NAIT’s head of traceability, Kevin Forward, says it would be preferable for tracing if traded sheep (as opposed to direct to slaughter) did have some form of farm-specific identification, but other than that he echoes Houston’s view that eASDs and a comprehensive register of sheep farms is all that’s needed.

“The problem with the current ASD system is it is paper, not electronic. That means in the event of an outbreak you have to go to each farm to look at the paper records.”

However, to make eASDs mandatory will require new legislation so how fast a system capable of rapidly tracking all sheep movements can be put in place will come down to industry and political will.

“The timeline will really depend on the Government of the day.”

In the meantime, he urges any farms not already using eASDs for movements to meatworks to start doing so, and to adopt eASDs for farm-to-farm and farm-to-saleyard movements as soon as they are enabled, which should be in 2021.

Federated Farmers’ Meat & Wool Industry Group chair, William Beetham, says bringing sheep into NAIT or a similar scheme is “a very fraught space” largely due to difficulties farmers have had with NAIT for cattle and deer, but doing so would be quite sensible, he believes.

“The key will be making sure there’s confidence in the system’s ease of use for participants. That’s really important. It won’t work if we don’t have buy-in from farmers.”

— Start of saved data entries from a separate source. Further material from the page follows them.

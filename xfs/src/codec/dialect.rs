//! CSV dialect: delimiter, enclosure and escape sequences.

use serde::{Deserialize, Serialize};

use crate::config::{DEFAULT_CHARSET, DEFAULT_DELIMITER, DEFAULT_ENCLOSURE, DEFAULT_ESCAPE};
use crate::error::{CsvError, CsvResult};

/// Delimiter, enclosure and escape sequence of a CSV document.
///
/// Unlike most CSV libraries, every part may be longer than one character
/// (e.g. `||` as delimiter). An empty `escape` disables escaping; the
/// enclosure is then escaped by doubling it.
#[derive(Debug, Clone, PartialEq, Eq, Serialize, Deserialize)]
pub struct CsvDialect {
    pub delimiter: String,
    pub enclosure: String,
    pub escape: String,
}

impl Default for CsvDialect {
    fn default() -> Self {
        Self {
            delimiter: DEFAULT_DELIMITER.to_string(),
            enclosure: DEFAULT_ENCLOSURE.to_string(),
            escape: DEFAULT_ESCAPE.to_string(),
        }
    }
}

impl CsvDialect {
    /// Create a dialect with the default enclosure and escape.
    pub fn with_delimiter(delimiter: impl Into<String>) -> Self {
        Self {
            delimiter: delimiter.into(),
            ..Self::default()
        }
    }

    pub fn enclosure(mut self, enclosure: impl Into<String>) -> Self {
        self.enclosure = enclosure.into();
        self
    }

    pub fn escape(mut self, escape: impl Into<String>) -> Self {
        self.escape = escape.into();
        self
    }

    /// Reject dialects the codec cannot work with.
    pub fn validate(&self) -> CsvResult<()> {
        if self.delimiter.is_empty() {
            return Err(CsvError::InvalidDialect("delimiter must not be empty".into()));
        }
        if self.enclosure.is_empty() {
            return Err(CsvError::InvalidDialect("enclosure must not be empty".into()));
        }
        if self.delimiter == self.enclosure {
            return Err(CsvError::InvalidDialect(format!(
                "delimiter and enclosure are both '{}'",
                self.delimiter
            )));
        }
        if self.delimiter.contains('\n') || self.enclosure.contains('\n') {
            return Err(CsvError::InvalidDialect(
                "delimiter and enclosure must not contain a newline".into(),
            ));
        }
        Ok(())
    }

    /// The escape sequence, or `None` when escaping is disabled.
    pub fn escape_seq(&self) -> Option<&str> {
        if self.escape.is_empty() {
            None
        } else {
            Some(&self.escape)
        }
    }

    /// Single-byte form of the dialect, if every part is exactly one byte.
    ///
    /// Returns `(delimiter, enclosure, escape)`.
    pub fn as_single_bytes(&self) -> Option<(u8, u8, Option<u8>)> {
        let delimiter = single_byte(&self.delimiter)?;
        let enclosure = single_byte(&self.enclosure)?;
        let escape = match self.escape_seq() {
            None => None,
            Some(seq) => Some(single_byte(seq)?),
        };
        Some((delimiter, enclosure, escape))
    }
}

fn single_byte(s: &str) -> Option<u8> {
    match s.as_bytes() {
        [b] => Some(*b),
        _ => None,
    }
}

/// Options for reading a CSV file: the dialect plus the source charset.
#[derive(Debug, Clone, PartialEq, Eq, Serialize, Deserialize)]
pub struct CsvOptions {
    pub dialect: CsvDialect,
    /// Any `encoding_rs` label, or `auto` to detect it.
    pub charset: String,
}

impl Default for CsvOptions {
    fn default() -> Self {
        Self {
            dialect: CsvDialect::default(),
            charset: DEFAULT_CHARSET.to_string(),
        }
    }
}

impl CsvOptions {
    pub fn with_dialect(dialect: CsvDialect) -> Self {
        Self {
            dialect,
            ..Self::default()
        }
    }

    pub fn charset(mut self, charset: impl Into<String>) -> Self {
        self.charset = charset.into();
        self
    }
}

But implementing an electronic system for sheep traceability “should be a priority” nonetheless, he says, and it needs to be done with adequate support so all farms are capable of using the system, including the computer illiterate or those without adequate connectivity.

“The lead on this needs to be taken by Government and MPI, working with industry bodies.”

Sheep traceability overseas

In line with a European Union directive for member nations with more than 600,000 sheep, the United Kingdom implemented a tag and paper passport system for movement of sheep over nine months old in the mid-2000s following the 2001 foot and mouth disease outbreak.

About 10 million sheep, cattle and pigs were slaughtered during the outbreak and stock movements were halted, nationally, for months.

A sheep sale at Longtown, Cumbria, was found to have been pivotal in the outbreak’s national spread and undetected infections in flocks acted as a reservoir of disease, prolonging the outbreak.

England and Wales are now developing an electronic, all species “Livestock Information Service” designed to: enable quick and effective exotic disease response; improve productivity, animal health and welfare; and provide a competitive trade advantage.

In Australia, since January 2009, all sheep leaving a property must have a National Livestock Identification Scheme approved tag, and since July 2010, movements must be recorded on the NLIS database.

States have the option of implementing individual animal identification. To date only Victoria has taken this approach with sheep, making individual EID or visual tags mandatory from January 2017.

Beef + Lamb New Zealand’s Chris Houston (see main story) says with the exception of the United States, New Zealand is now one of the only countries in the developed world that doesn’t require livestock farms to register on a national database for biosecurity purposes. This is not a problem for cattle and deer farms, which are in NAIT, but it could be for other species including sheep and pigs.

“The situation is particularly challenging for biosecurity responders seeking to identify and visit lifestyle blocks and para-commercial farms that are under-represented in existing databases here.”